PALANTIR TECHNOLOGIES INC-A (NASDAQ:PLTR) emerged from our CANSLIM stock screen as a standout candidate. The company’s strong earnings growth, high relative strength, and solid fundamentals align well with the CANSLIM strategy. Below, we examine why PLTR fits this growth-focused approach.
Why PLTR Fits the CANSLIM Criteria
Current Earnings Growth (C): PLTR reported a 62.5% year-over-year EPS growth in its latest quarter, well above the CANSLIM threshold of 20%. Revenue growth was also strong at 39.3%, indicating accelerating demand.
Annual Earnings Growth (A): The company’s 3-year EPS growth rate of 43.1% demonstrates sustained profitability, exceeding the 25% minimum recommended by CANSLIM.

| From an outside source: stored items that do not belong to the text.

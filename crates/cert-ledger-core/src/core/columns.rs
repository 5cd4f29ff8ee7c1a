// crates/cert-ledger-core/src/core/columns.rs
// ============================================================================
// Module: Certificate Record Column Mapping
// Description: Declarative field-to-column table for certificate records.
// Purpose: Drive read, insert, and update paths from one mapping.
// Dependencies: crate::core::{record, time}
// ============================================================================

//! ## Overview
//! [`CERT_RECORD_COLUMNS`] lists every persisted attribute of a
//! [`CertRecord`] in insert order, together with its column name, value kind,
//! and write role. Statement text, bind order, and row decoding are all
//! derived from this table so a positional index can never drift from its
//! column.

// ============================================================================
// SECTION: Imports
// ============================================================================

use std::borrow::Cow;

use crate::core::record::CertRecord;
use crate::core::time::Timestamp;
use crate::interfaces::CertStoreError;

// ============================================================================
// SECTION: Column Table
// ============================================================================

/// Persisted attribute of a [`CertRecord`].
#[derive(Debug, Clone, Copy, PartialEq, Eq, Hash)]
pub enum CertRecordField {
    /// Instance identifier (primary key).
    InstanceId,
    /// Certificate common name.
    CommonName,
    /// Current certificate serial.
    CurrentSerial,
    /// Current certificate issue time.
    CurrentTime,
    /// Current requester IP.
    CurrentIp,
    /// Previous certificate serial.
    PrevSerial,
    /// Previous certificate issue time.
    PrevTime,
    /// Previous requester IP.
    PrevIp,
}

/// Storage kind of a column.
#[derive(Debug, Clone, Copy, PartialEq, Eq)]
pub enum ColumnKind {
    /// Exact string value.
    Text,
    /// Millisecond timestamp.
    Timestamp,
}

/// How a column participates in writes.
#[derive(Debug, Clone, Copy, PartialEq, Eq)]
pub enum ColumnRole {
    /// Lookup key; bound as the predicate, never rewritten.
    Key,
    /// Written on insert only.
    InsertOnly,
    /// Rewritten on every update.
    Mutable,
}

/// One entry of the field-to-column table.
#[derive(Debug, Clone, Copy, PartialEq, Eq)]
pub struct ColumnMapping {
    /// Record attribute.
    pub field: CertRecordField,
    /// Column name in the certificate table.
    pub column: &'static str,
    /// Storage kind.
    pub kind: ColumnKind,
    /// Write role.
    pub role: ColumnRole,
}

/// Field-to-column table in insert order.
pub const CERT_RECORD_COLUMNS: [ColumnMapping; 8] = [
    ColumnMapping {
        field: CertRecordField::InstanceId,
        column: "instanceId",
        kind: ColumnKind::Text,
        role: ColumnRole::Key,
    },
    ColumnMapping {
        field: CertRecordField::CommonName,
        column: "commonName",
        kind: ColumnKind::Text,
        role: ColumnRole::InsertOnly,
    },
    ColumnMapping {
        field: CertRecordField::CurrentSerial,
        column: "currentSerial",
        kind: ColumnKind::Text,
        role: ColumnRole::Mutable,
    },
    ColumnMapping {
        field: CertRecordField::CurrentTime,
        column: "currentTime",
        kind: ColumnKind::Timestamp,
        role: ColumnRole::Mutable,
    },
    ColumnMapping {
        field: CertRecordField::CurrentIp,
        column: "currentIP",
        kind: ColumnKind::Text,
        role: ColumnRole::Mutable,
    },
    ColumnMapping {
        field: CertRecordField::PrevSerial,
        column: "prevSerial",
        kind: ColumnKind::Text,
        role: ColumnRole::Mutable,
    },
    ColumnMapping {
        field: CertRecordField::PrevTime,
        column: "prevTime",
        kind: ColumnKind::Timestamp,
        role: ColumnRole::Mutable,
    },
    ColumnMapping {
        field: CertRecordField::PrevIp,
        column: "prevIP",
        kind: ColumnKind::Text,
        role: ColumnRole::Mutable,
    },
];

/// Key column entry.
pub const KEY_COLUMN: ColumnMapping = CERT_RECORD_COLUMNS[0];

/// Columns written by an insert, in bind order.
pub fn insert_columns() -> impl Iterator<Item = &'static ColumnMapping> {
    CERT_RECORD_COLUMNS.iter()
}

/// Columns rewritten by an update, in bind order (key excluded).
pub fn update_columns() -> impl Iterator<Item = &'static ColumnMapping> {
    CERT_RECORD_COLUMNS.iter().filter(|mapping| mapping.role == ColumnRole::Mutable)
}

/// Columns returned by a keyed lookup, in select order (key excluded).
pub fn select_columns() -> impl Iterator<Item = &'static ColumnMapping> {
    CERT_RECORD_COLUMNS.iter().filter(|mapping| mapping.role != ColumnRole::Key)
}

// ============================================================================
// SECTION: Column Values
// ============================================================================

/// Value bound to or read from a single column.
#[derive(Debug, Clone, PartialEq, Eq)]
pub enum ColumnValue<'a> {
    /// Text column value.
    Text(Cow<'a, str>),
    /// Timestamp column value.
    Timestamp(Timestamp),
}

impl ColumnValue<'_> {
    /// Returns the storage kind of the value.
    #[must_use]
    pub const fn kind(&self) -> ColumnKind {
        match self {
            Self::Text(_) => ColumnKind::Text,
            Self::Timestamp(_) => ColumnKind::Timestamp,
        }
    }
}

impl CertRecordField {
    /// Returns the table entry for this attribute.
    ///
    /// Variants are declared in table order, so the discriminant indexes
    /// [`CERT_RECORD_COLUMNS`].
    #[must_use]
    pub const fn mapping(self) -> &'static ColumnMapping {
        &CERT_RECORD_COLUMNS[self as usize]
    }

    /// Borrows the attribute value from a record.
    #[must_use]
    pub fn value(self, record: &CertRecord) -> ColumnValue<'_> {
        match self {
            Self::InstanceId => text(&record.instance_id),
            Self::CommonName => text(&record.common_name),
            Self::CurrentSerial => text(&record.current_serial),
            Self::CurrentTime => ColumnValue::Timestamp(record.current_time),
            Self::CurrentIp => text(&record.current_ip),
            Self::PrevSerial => text(&record.prev_serial),
            Self::PrevTime => ColumnValue::Timestamp(record.prev_time),
            Self::PrevIp => text(&record.prev_ip),
        }
    }

    /// Stores a decoded column value into the matching record attribute.
    ///
    /// Returns `false` when the value kind does not match the attribute.
    fn assign(self, record: &mut CertRecord, value: ColumnValue<'_>) -> bool {
        match (self, value) {
            (Self::InstanceId, ColumnValue::Text(v)) => record.instance_id = v.into_owned(),
            (Self::CommonName, ColumnValue::Text(v)) => record.common_name = v.into_owned(),
            (Self::CurrentSerial, ColumnValue::Text(v)) => record.current_serial = v.into_owned(),
            (Self::CurrentTime, ColumnValue::Timestamp(v)) => record.current_time = v,
            (Self::CurrentIp, ColumnValue::Text(v)) => record.current_ip = v.into_owned(),
            (Self::PrevSerial, ColumnValue::Text(v)) => record.prev_serial = v.into_owned(),
            (Self::PrevTime, ColumnValue::Timestamp(v)) => record.prev_time = v,
            (Self::PrevIp, ColumnValue::Text(v)) => record.prev_ip = v.into_owned(),
            _ => return false,
        }
        true
    }
}

/// Borrows a string attribute as a text column value.
fn text(value: &str) -> ColumnValue<'_> {
    ColumnValue::Text(Cow::Borrowed(value))
}

/// Decodes a looked-up row into a record.
///
/// `read` is called once per [`select_columns`] entry with the zero-based
/// select position; `instance_id` is the lookup key. The record is only
/// returned once every column decoded successfully.
///
/// # Errors
///
/// Returns the first error produced by `read`, or
/// [`CertStoreError::Corrupt`] when a value has the wrong kind.
pub fn decode_record<F>(instance_id: &str, mut read: F) -> Result<CertRecord, CertStoreError>
where
    F: FnMut(usize, &ColumnMapping) -> Result<ColumnValue<'static>, CertStoreError>,
{
    let epoch = Timestamp::from_unix_millis(0);
    let mut record = CertRecord {
        instance_id: instance_id.to_string(),
        common_name: String::new(),
        current_serial: String::new(),
        current_ip: String::new(),
        current_time: epoch,
        prev_serial: String::new(),
        prev_ip: String::new(),
        prev_time: epoch,
    };
    for (index, mapping) in select_columns().enumerate() {
        let value = read(index, mapping)?;
        if value.kind() != mapping.kind || !mapping.field.assign(&mut record, value) {
            return Err(CertStoreError::Corrupt(format!(
                "column {} has unexpected value kind",
                mapping.column
            )));
        }
    }
    Ok(record)
}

New Highs & Leadership (N & L): PLTR is trading near its 52-week high and boasts a relative strength of 99.35, meaning it outperforms nearly all stocks in the market.
Institutional Sponsorship (I): Institutional ownership stands at 55.7%, showing interest from larger investors without being overly saturated.
Supply & Demand (S): With no debt and strong liquidity metrics, PLTR maintains a healthy balance sheet.
Technical and Fundamental Highlights
Technical Strength: PLTR’s price action shows a clear uptrend, supported by rising moving averages. The stock has gained 479.7% over the past year, reflecting strong momentum.
Valuation Considerations: While PLTR trades at a high P/E ratio, its growth trajectory may justify the premium. The company’s return on equity (10.5%) and profit margins (18.3%) are competitive within the software industry.
This is not investing advice! The article highlights observations at the time of writing, but you should always conduct your own analysis before making investment decisions.